そう考えるとみんなでお菓子を作るのはとてもいいことに思えてきた。
だがここで大きな問題が立ちはだかる。私達3人は問題ないと思うがこの事を知ったら筆頭と隊長さんはいい顔をしないのではないだろうか? という事だ。
今はマナーの勉強をしている段階だ、あんまり筆頭に強硬なことは言いにくい。それに最近は筆頭も態度が柔らかくなって来ていて、私の気持ちを尊重しつつ、そこは、とたしなめてくることが増えている。その態度を感じているだけに無理は言いたくない、でも、みんなでお菓子は作りたい。どうするか。
私は考え込む。その様子を見ていた姪っ子ちゃんが詫びてきた。
「申し訳ありません。わたくしが余計なことを言ったばっかりに、姫様にご迷惑を」
「違うわ。迷惑ではないの。私もみんなと一緒にお菓子を作りたいわ。そのためにはどうしたら良いか、を考えていたの。だって、皆様の家柄では自分でお菓子は作らないでしょう? 一般的な範囲から外れてしまうわ、それでどうしたらいいのかと思っていたの」
「親睦を深めるためでは問題でしょうか?」
と令嬢。それで問題はないと思うが、予防策は必要だと思う。主に令嬢のために。
「そうね。それで良いとして後は外に広まらないようにすれば良いかしら?」
「広まるといけないのですか?」
姪っ子ちゃんは不思議そうに聞いてきた。令嬢は察してくれたけど、姪っ子ちゃんは立場的に気が付けないらしい。そこは仕方がないだろう。私はうなずきながら説明をする。
「仲良くなるために、という理由で問題はないと思うけど、全員がその事を好意的に受けとめてくれるとは限らないでしょう? 私はいつもの事だから問題はないけど、令嬢やあなたは悪い噂が立つと良くないわ。

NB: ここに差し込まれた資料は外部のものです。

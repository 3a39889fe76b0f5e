//! In-process scriptable engine
//!
//! [`RecordingEngine`] performs no I/O. It records every call made across
//! the engine boundary and lets a driver (usually a test) play the network
//! side by firing notifications through the stored [`EngineCallbacks`].
//! Notifications are always fired with the engine lock released, and
//! cancellation is acknowledged from a separate thread.

use std::collections::HashMap;
use std::sync::{Arc, Mutex};
use std::thread;

use super::bootstrap::EXPECTED_ENGINE_VERSION;
use super::buffer::ByteBuffer;
use super::engine::{LoadStateCallback, NetworkEngine, RequestParams, UploadChannel};
use super::metrics::RawMetrics;
use super::request::EngineCallbacks;
use crate::utils::{Result, lock};

/// One call across the engine boundary
#[derive(Debug, Clone, PartialEq, Eq)]
pub enum EngineCall {
    CreateRequest { handle: u64, url: String },
    SetMethod { handle: u64, method: String },
    AddHeader { handle: u64, name: String, value: String },
    AttachUpload { handle: u64, length: Option<u64> },
    Start { handle: u64 },
    FollowRedirect { handle: u64 },
    Read { handle: u64, position: usize, limit: usize },
    Destroy { handle: u64, send_on_canceled: bool },
    GetStatus { handle: u64 },
}

struct Slot {
    callbacks: EngineCallbacks,
    params: RequestParams,
    pending_read: Option<ByteBuffer>,
    upload: Option<Arc<dyn UploadChannel>>,
    received_bytes: u64,
    load_state: i32,
}

#[derive(Default)]
struct Recorded {
    next_handle: u64,
    calls: Vec<EngineCall>,
    slots: HashMap<u64, Slot>,
    retired: HashMap<u64, EngineCallbacks>,
    init_count: usize,
    init_thread_name: Option<String>,
    reject_reads: bool,
    refuse_create: bool,
}

/// Engine double driven by the caller
pub struct RecordingEngine {
    version: String,
    state: Mutex<Recorded>,
}

impl RecordingEngine {
    pub fn new() -> Arc<Self> {
        Self::with_version(EXPECTED_ENGINE_VERSION)
    }

    /// Engine reporting a specific build version
    pub fn with_version(version: impl Into<String>) -> Arc<Self> {
        Arc::new(Self {
            version: version.into(),
            state: Mutex::new(Recorded {
                next_handle: 1,
                ..Recorded::default()
            }),
        })
    }

    /// Calls seen so far, in order
    pub fn calls(&self) -> Vec<EngineCall> {
        lock(&self.state).calls.clone()
    }

    pub fn init_count(&self) -> usize {
        lock(&self.state).init_count
    }

    /// Name of the thread global init ran on
    pub fn init_thread_name(&self) -> Option<String> {
        lock(&self.state).init_thread_name.clone()
    }

    /// Handle of the most recently created request
    pub fn last_handle(&self) -> Option<u64> {
        lock(&self.state).slots.keys().max().copied()
    }

    /// Requests created and not yet destroyed
    pub fn live_requests(&self) -> usize {
        lock(&self.state).slots.len()
    }

    pub fn params(&self, handle: u64) -> Option<RequestParams> {
        lock(&self.state)
            .slots
            .get(&handle)
            .map(|slot| slot.params.clone())
    }

    /// Forget recorded calls and destroyed requests
    pub fn clear_history(&self) {
        let mut state = lock(&self.state);
        state.calls.clear();
        state.retired.clear();
    }

    /// Refuse every `read`, handing the buffer back
    pub fn set_reject_reads(&self, reject: bool) {
        lock(&self.state).reject_reads = reject;
    }

    /// Make `create_request` fail
    pub fn set_refuse_create(&self, refuse: bool) {
        lock(&self.state).refuse_create = refuse;
    }

    pub fn set_load_state(&self, handle: u64, load_state: i32) {
        if let Some(slot) = lock(&self.state).slots.get_mut(&handle) {
            slot.load_state = load_state;
        }
    }

    /// Whether a read is waiting for `complete_read`
    pub fn has_pending_read(&self, handle: u64) -> bool {
        lock(&self.state)
            .slots
            .get(&handle)
            .is_some_and(|slot| slot.pending_read.is_some())
    }

    /// Upload body attached to `handle`
    pub fn upload(&self, handle: u64) -> Option<Arc<dyn UploadChannel>> {
        lock(&self.state)
            .slots
            .get(&handle)
            .and_then(|slot| slot.upload.clone())
    }

    fn callbacks(&self, handle: u64) -> Option<EngineCallbacks> {
        lock(&self.state)
            .slots
            .get(&handle)
            .map(|slot| slot.callbacks.clone())
    }

    /// Callbacks of a request, kept after destroy so late notifications
    /// can be replayed
    pub fn callbacks_for(&self, handle: u64) -> Option<EngineCallbacks> {
        let state = lock(&self.state);
        state
            .slots
            .get(&handle)
            .map(|slot| slot.callbacks.clone())
            .or_else(|| state.retired.get(&handle).cloned())
    }

    /// Pause on a redirect to `location`. Returns false for an unknown handle.
    pub fn redirect(&self, handle: u64, location: &str, status: u16, received_bytes: u64) -> bool {
        let Some(callbacks) = self.callbacks(handle) else {
            return false;
        };
        callbacks.on_redirect_received(
            location,
            status,
            "Found",
            vec![("Location".to_string(), location.to_string())],
            false,
            "",
            "",
            received_bytes,
        );
        true
    }

    /// Deliver final response headers
    pub fn respond(&self, handle: u64, status: u16, headers: Vec<(String, String)>) -> bool {
        let Some(callbacks) = self.callbacks(handle) else {
            return false;
        };
        callbacks.on_response_started(status, "OK", headers, false, "h2", "");
        true
    }

    /// Fill the pending read with as much of `data` as fits.
    /// Returns the byte count, or `None` with no read pending.
    pub fn complete_read(&self, handle: u64, data: &[u8]) -> Option<usize> {
        self.complete_read_with(handle, |buffer| {
            let n = data.len().min(buffer.remaining());
            buffer.unfilled_mut()[..n].copy_from_slice(&data[..n]);
            n
        })
    }

    /// Complete the pending read with a custom writer returning the
    /// reported byte count. The writer may move the buffer's position or
    /// limit to simulate external modification.
    pub fn complete_read_with(
        &self,
        handle: u64,
        write: impl FnOnce(&mut ByteBuffer) -> usize,
    ) -> Option<usize> {
        let (callbacks, mut buffer, received) = {
            let mut state = lock(&self.state);
            let slot = state.slots.get_mut(&handle)?;
            let buffer = slot.pending_read.take()?;
            (slot.callbacks.clone(), buffer, slot.received_bytes)
        };
        let (position, limit) = (buffer.position(), buffer.limit());
        let n = write(&mut buffer);
        let received = received + n as u64;
        if let Some(slot) = lock(&self.state).slots.get_mut(&handle) {
            slot.received_bytes = received;
        }
        callbacks.on_read_completed(buffer, n, position, limit, received);
        Some(n)
    }

    /// Report end of body
    pub fn succeed(&self, handle: u64) -> bool {
        let Some((callbacks, received)) = lock(&self.state)
            .slots
            .get(&handle)
            .map(|slot| (slot.callbacks.clone(), slot.received_bytes))
        else {
            return false;
        };
        callbacks.on_succeeded(received);
        true
    }

    /// Report a network failure
    pub fn fail(&self, handle: u64, error_code: i32, native_error_code: i32, message: &str) -> bool {
        self.fail_with_quic(handle, error_code, native_error_code, 0, message)
    }

    /// Report a network failure carrying a QUIC detailed error code
    pub fn fail_with_quic(
        &self,
        handle: u64,
        error_code: i32,
        native_error_code: i32,
        quic_error_code: i32,
        message: &str,
    ) -> bool {
        let Some((callbacks, received)) = lock(&self.state)
            .slots
            .get(&handle)
            .map(|slot| (slot.callbacks.clone(), slot.received_bytes))
        else {
            return false;
        };
        callbacks.on_error(
            error_code,
            native_error_code,
            quic_error_code,
            message,
            received,
        );
        true
    }

    /// Report collected metrics
    pub fn report_metrics(&self, handle: u64, metrics: RawMetrics) -> Option<Result<()>> {
        let callbacks = self.callbacks(handle)?;
        Some(callbacks.on_metrics_collected(metrics))
    }
}

/// HTTP token characters, as allowed in methods and header names
fn is_token(s: &str) -> bool {
    !s.is_empty()
        && s.bytes().all(|b| {
            b.is_ascii_alphanumeric() || b"!#$%&'*+-.^_`|~".contains(&b)
        })
}

fn is_header_value(s: &str) -> bool {
    !s.bytes().any(|b| matches!(b, b'\r' | b'\n' | b'\0'))
}

impl NetworkEngine for RecordingEngine {
    fn version(&self) -> String {
        self.version.clone()
    }

    fn initialize_on_init_thread(&self) {
        let mut state = lock(&self.state);
        state.init_count += 1;
        state.init_thread_name = thread::current().name().map(str::to_string);
    }

    fn create_request(&self, params: &RequestParams, callbacks: EngineCallbacks) -> Option<u64> {
        let mut state = lock(&self.state);
        if state.refuse_create {
            return None;
        }
        let handle = state.next_handle;
        state.next_handle += 1;
        state.slots.insert(
            handle,
            Slot {
                callbacks,
                params: params.clone(),
                pending_read: None,
                upload: None,
                received_bytes: 0,
                load_state: 0,
            },
        );
        state.calls.push(EngineCall::CreateRequest {
            handle,
            url: params.url.clone(),
        });
        Some(handle)
    }

    fn set_method(&self, handle: u64, method: &str) -> bool {
        lock(&self.state).calls.push(EngineCall::SetMethod {
            handle,
            method: method.to_string(),
        });
        is_token(method)
    }

    fn add_header(&self, handle: u64, name: &str, value: &str) -> bool {
        lock(&self.state).calls.push(EngineCall::AddHeader {
            handle,
            name: name.to_string(),
            value: value.to_string(),
        });
        is_token(name) && is_header_value(value)
    }

    fn attach_upload(&self, handle: u64, upload: Arc<dyn UploadChannel>) {
        let mut state = lock(&self.state);
        state.calls.push(EngineCall::AttachUpload {
            handle,
            length: upload.length(),
        });
        if let Some(slot) = state.slots.get_mut(&handle) {
            slot.upload = Some(upload);
        }
    }

    fn start(&self, handle: u64) {
        lock(&self.state).calls.push(EngineCall::Start { handle });
    }

    fn follow_redirect(&self, handle: u64) {
        let mut state = lock(&self.state);
        state.calls.push(EngineCall::FollowRedirect { handle });
        if let Some(slot) = state.slots.get_mut(&handle) {
            slot.received_bytes = 0;
        }
    }

    fn read(
        &self,
        handle: u64,
        buffer: ByteBuffer,
        position: usize,
        limit: usize,
    ) -> std::result::Result<(), ByteBuffer> {
        let mut state = lock(&self.state);
        if state.reject_reads {
            return Err(buffer);
        }
        state.calls.push(EngineCall::Read {
            handle,
            position,
            limit,
        });
        match state.slots.get_mut(&handle) {
            Some(slot) => {
                slot.pending_read = Some(buffer);
                Ok(())
            }
            None => Err(buffer),
        }
    }

    fn destroy(&self, handle: u64, send_on_canceled: bool) {
        let slot = {
            let mut state = lock(&self.state);
            state.calls.push(EngineCall::Destroy {
                handle,
                send_on_canceled,
            });
            let slot = state.slots.remove(&handle);
            if let Some(slot) = &slot {
                state.retired.insert(handle, slot.callbacks.clone());
            }
            slot
        };
        if let (Some(slot), true) = (slot, send_on_canceled) {
            thread::spawn(move || slot.callbacks.on_canceled());
        }
    }

    fn get_status(&self, handle: u64, listener: LoadStateCallback) {
        let load_state = {
            let mut state = lock(&self.state);
            state.calls.push(EngineCall::GetStatus { handle });
            state.slots.get(&handle).map(|slot| slot.load_state)
        };
        let load_state = load_state.unwrap_or(-1);
        thread::spawn(move || listener(load_state));
    }
}

#[cfg(test)]
mod tests {
    use super::*;

    #[test]
    fn test_token_validation() {
        assert!(is_token("GET"));
        assert!(is_token("X-Custom_Header"));
        assert!(!is_token(""));
        assert!(!is_token("header:name"));
        assert!(!is_token("bad method"));
        assert!(is_header_value("text/plain; charset=utf-8"));
        assert!(!is_header_value("a\r\nInjected: 1"));
    }
}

できるだけ噂が広がらないようにする必要があると思うの。もし、広まってしまったら、親睦を深めるため、という理由で良いと思うのだけど。なるべくなら、という事よ」
「そうですね。悪い噂はどこからともなく、面白おかしく、いい加減な噂が広がるものです」
「そうね。私もそう思うわ。というわけで、とりあえずは筆頭の説得から始めましょうか? 最初の難関は筆頭よ。その次が隊長さんかしら?」
「筆頭様はご理解いただけると思うのですが」
私と令嬢では筆頭の印象が大きく違うようだ。攻略法でもあるのだろうか?
あるのならぜひ、教えを請いたい。
私たちは難関をクリアするべく頭を寄せあった。